Sua alma foi flutuando até o parquinho, a alguns metros deles. Mesmo como um fantasma, seus olhos eram feitos de um verde intenso.
Ouviu-se um grito. Tudo ficou frio e mais escuro. Harry Potter vinha correndo a rua, seguido por três dementadores. Tiago, Sirius e Remo se entreolharam preocupados e apontaram as varinhas para as criaturas.
— Expecto...
Nunca chegaram a terminar o feitiço. O fantasma de Lilian foi mais rápido. Uma corça prateada irrompeu da ponta de sua varinha pouco substancial e foi correndo até Harry. Os dementadores foram embora.
A corça olhou para Snape.
Os Marotos também.
— Onde paramos, Ranhoso? — Perguntou Tiago.

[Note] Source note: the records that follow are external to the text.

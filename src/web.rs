use anyhow::{Context, Result};
use axum::Router;
use axum::http::{HeaderValue, Method, header};
use tower_http::cors::{Any, CorsLayer};
use tower_http::trace::TraceLayer;

use crate::api::{self, AppState};
use crate::config::ServerConfig;
use crate::error::AppError;

/// CORS policy admitting only the configured front-end origin
pub fn cors_layer(allowed_origin: &str) -> Result<CorsLayer> {
    let cors = CorsLayer::new()
        .allow_methods([Method::GET, Method::POST])
        .allow_headers([header::CONTENT_TYPE]);

    if allowed_origin.trim() == "*" {
        return Ok(cors.allow_origin(Any));
    }

    let origin: HeaderValue = allowed_origin
        .trim()
        .parse()
        .with_context(|| format!("Invalid allowed origin: {allowed_origin}"))?;
    Ok(cors.allow_origin(origin))
}

pub fn app(state: AppState, config: &ServerConfig) -> Result<Router> {
    Ok(api::router(state)
        .layer(cors_layer(&config.allowed_origin)?)
        .layer(TraceLayer::new_for_http()))
}

pub async fn run(state: AppState, config: &ServerConfig) -> Result<()> {
    let app = app(state, config)?;

    let addr = format!("{}:{}", config.bind_address, config.port);
    let listener = tokio::net::TcpListener::bind(&addr)
        .await
        .map_err(|e| AppError::server(format!("Failed to bind {addr}: {e}")))?;
    tracing::info!("Server running on port {}", config.port);

    axum::serve(listener, app)
        .with_graceful_shutdown(shutdown_signal())
        .await
        .map_err(AppError::from)?;
    Ok(())
}

async fn shutdown_signal() {
    if let Err(e) = tokio::signal::ctrl_c().await {
        tracing::error!("Failed to listen for shutdown signal: {}", e);
        std::future::pending::<()>().await;
    }
    tracing::info!("Shutting down");
}
//! Data models for the weather mailer service
//!
//! This module contains the value objects passed between components:
//! - Location: the user's location query
//! - Weather: the normalized weather summary
//! - Report: email report requests and validated addresses

pub mod location;
pub mod report;
pub mod weather;

// Re-export all public types for convenient access
pub use location::LocationQuery;
pub use report::{EmailAddress, ReportRequest};
pub use weather::WeatherSummary;
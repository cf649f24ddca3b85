//! Weather Mailer - current weather lookups and emailed weather reports
//!
//! This library provides the weather lookup client, the report dispatcher and
//! the HTTP API that exposes both.

pub mod api;
pub mod config;
pub mod email;
pub mod error;
pub mod models;
pub mod report;
pub mod telemetry;
pub mod weather;
pub mod web;

// Re-export core types for public API
pub use config::AppConfig;
pub use email::{MailRelay, OutgoingEmail, SmtpRelay};
pub use error::{AppError, LookupError, RelayError, RelayErrorKind};
pub use models::{EmailAddress, LocationQuery, ReportRequest, WeatherSummary};
pub use report::{DispatchResult, ReportDispatcher};
pub use weather::{WeatherIcon, WeatherLookupClient};

/// Library version
pub const VERSION: &str = env!("CARGO_PKG_VERSION");
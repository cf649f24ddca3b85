use std::sync::Arc;

use anyhow::{Context, Result};
use weather_mailer::{
    AppConfig, ReportDispatcher, SmtpRelay, WeatherLookupClient, api::AppState, telemetry, web,
};

#[tokio::main]
async fn main() -> Result<()> {
    let config = AppConfig::load().context("Failed to load configuration")?;
    telemetry::init(&config.logging)?;

    tracing::debug!("Loaded configuration: {:?}", config);

    let weather = WeatherLookupClient::new(&config.weather)?;
    let relay = SmtpRelay::new(&config.mail)?;
    let state = AppState {
        weather,
        dispatcher: ReportDispatcher::new(Arc::new(relay)),
    };

    web::run(state, &config.server).await
}
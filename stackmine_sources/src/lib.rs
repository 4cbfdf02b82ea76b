#![deny(
    clippy::all,
    clippy::nursery,
    clippy::pedantic,
    clippy::style,
    clippy::complexity,
    clippy::perf,
    clippy::correctness,
    clippy::suspicious,
    clippy::unwrap_used,
    clippy::expect_used
)]
#![allow(
    clippy::similar_names,
    clippy::missing_safety_doc,
    clippy::missing_panics_doc,
    clippy::missing_errors_doc
)]

use anyhow::{Context, Result};
use async_trait::async_trait;
use reqwest::Client;
use stackmine_core::Document;
use std::time::Duration;
use tracing::info;

pub mod reddit;
pub mod stackoverflow;

pub use reddit::RedditSource;
pub use stackoverflow::StackOverflowSource;

pub const USER_AGENT: &str = "stackmine-bundle-miner/1.0";

/// A public feed of developer documents.
#[async_trait]
pub trait DocumentSource: Send + Sync {
    async fn fetch(&self) -> Result<Vec<Document>>;

    /// Short label for logs, e.g. `reddit:r/devops`.
    fn label(&self) -> String;
}

pub(crate) fn http_client(timeout: Duration) -> Result<Client> {
    Client::builder()
        .timeout(timeout)
        .user_agent(USER_AGENT)
        .build()
        .context("Failed to create HTTP client")
}

/// Fetch every source in order and concatenate their documents.
///
/// A failing source aborts the crawl.
pub async fn crawl(sources: &[Box<dyn DocumentSource>]) -> Result<Vec<Document>> {
    let mut documents = Vec::new();
    for source in sources {
        let label = source.label();
        let fetched = source
            .fetch()
            .await
            .with_context(|| format!("Failed to fetch {label}"))?;
        info!("Fetched {} documents from {label}", fetched.len());
        documents.extend(fetched);
    }
    Ok(documents)
}
//! Bundle naming and summaries.

use async_trait::async_trait;
use serde::{Deserialize, Serialize};
use tracing::info;

use crate::cluster::Bundle;
use crate::item::Item;

mod llm;
mod template;

pub use llm::LlmDescriber;
pub use template::{DEFAULT_SUMMARY, STOP_WORDS, TemplateDescriber, title_case};

/// A named, summarized bundle as persisted to `bundles.json`.
#[derive(Debug, Clone, PartialEq, Eq, Serialize, Deserialize)]
pub struct BundleDescription {
    #[serde(default)]
    pub id: String,
    pub name: String,
    pub items: Vec<Item>,
    pub summary: String,
    pub use_cases: Vec<String>,
}

#[async_trait]
pub trait BundleDescriber: Send + Sync {
    /// Describe one bundle; a pure function of its item list.
    async fn describe(&self, bundle: &Bundle) -> BundleDescription;
}

/// Describe every bundle in order, one call per bundle.
pub async fn describe_all<D>(describer: &D, bundles: &[Bundle]) -> Vec<BundleDescription>
where
    D: BundleDescriber + ?Sized,
{
    info!("Describing {} bundles", bundles.len());
    let mut described = Vec::with_capacity(bundles.len());
    for bundle in bundles {
        described.push(describer.describe(bundle).await);
    }
    described
}

#[cfg(test)]
mod tests {
    use super::*;
    use std::collections::BTreeSet;

    #[tokio::test]
    async fn describe_all_keeps_bundle_order() {
        let bundles: Vec<Bundle> = [["docker", "kubernetes"], ["aws", "terraform"]]
            .into_iter()
            .map(|labels| {
                Bundle::from(labels.into_iter().map(Item::new).collect::<BTreeSet<_>>())
            })
            .collect();

        let described = describe_all(&TemplateDescriber, &bundles).await;

        let names: Vec<&str> = described.iter().map(|d| d.name.as_str()).collect();
        assert_eq!(names, ["Docker + Kubernetes", "Aws + Terraform"]);
        assert_eq!(described[1].items, bundles[1].items());
    }
}
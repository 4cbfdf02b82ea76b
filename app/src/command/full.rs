use stackmine_core::describe_all;
use tracing::info;

use super::crawl::CrawlStrategy;
use super::{
    ParamOverrides, RunContext, SourceArgs, build_describer, build_extractor, mine_documents,
};

/// Input parameters for the Full command strategy.
#[derive(Debug, Clone)]
pub struct FullInput {
    pub ctx: RunContext,
    pub sources: SourceArgs,
    pub model: Option<String>,
    pub params: ParamOverrides,
}

/// Strategy for the whole pipeline: crawl, extract, mine, summarize.
///
/// Every intermediate artifact is written, so a later `mine` or
/// `summarize` can resume from it.
#[derive(Debug, Clone, Copy)]
pub struct FullStrategy;

impl super::CommandStrategy for FullStrategy {
    type Input = FullInput;

    async fn execute(&self, input: Self::Input) -> anyhow::Result<()> {
        let ctx = input.ctx;
        let params = input.params.apply(ctx.config.mining);
        info!(
            "Mining with min_support={}, min_pair={}, top_k={}",
            params.min_support, params.min_pair, params.top_k
        );

        let documents = CrawlStrategy::fetch(&ctx, &input.sources).await?;

        let extractor = build_extractor(&ctx.config, input.model.clone())?;
        let (bundles, summary) =
            mine_documents(&ctx, extractor.as_ref(), &documents, &params).await?;

        let describer = build_describer(&ctx.config, input.model)?;
        let descriptions = describe_all(describer.as_ref(), &bundles).await;
        ctx.out.save_descriptions(&descriptions)?;

        println!(
            "Wrote {} posts, {} items, {} bundles → {}",
            documents.len(),
            summary.items,
            descriptions.len(),
            ctx.out.root().display()
        );
        Ok(())
    }
}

A pergunta não foi respondida. A corça correu ao encontro de Snape e chocou-se contra seu peito. O patrono se infiltrou em cada célula sua e refletiu sua ofuscante luz prateada, iluminando a noite sombria. Snape se sentiu aliviado. Todos os sentimentos ruins pareceram o abandonar. O efeito do patrono de Lilian era mais forte do que todos os outros. Ou pelo menos seu efeito sobre ele.
Então percebeu o fato. O caminho natural de amores assim era enfraquecer. Mas ele aguentara tanta coisa por ela... E não eram obstáculos para consegui-la, para obtê-la. Eram desafios para defender a causa de sua morte. E ele conseguira. Passara por todos eles. Ele era forte.
A luz do patrono apagou-se e com ela levou todas as criaturas daquele lugar. Snape ficou mais uma vez sozinho no parquinho escuro.
Outro raio. As nuvens se movimentaram de maneira a formar o desenho do rosto de Dumbledore no céu. Sua expressão era emocionada. Snape observou os olhos por trás dos óculos de meia-lua e esperou. A boca de Dumbledore se moveu.
— Depois de todos esses anos, Severo... — Sua voz parecia sensibilizada.
Uma lágrima desceu por seus olhos feitos de nuvens e tocou a testa de Snape. Depois dessa gota, várias outras caíram. O desenho no céu se desmontou com a chuva.
Um trovão pôde ser ouvido a alguns metros. As nuvens se arrumaram novamente, formando, dessa vez, a Marca Negra.
-
Snape acordou. Sua varinha não iluminava mais a sala. Seu braço ardia. Voldemort o chamava. Pegou a varinha no chão e levantou-se. Desaparatou. Foi para perto de seu mestre, para cumprir seu dever. Não o de Comensal da Morte, mas o de homem.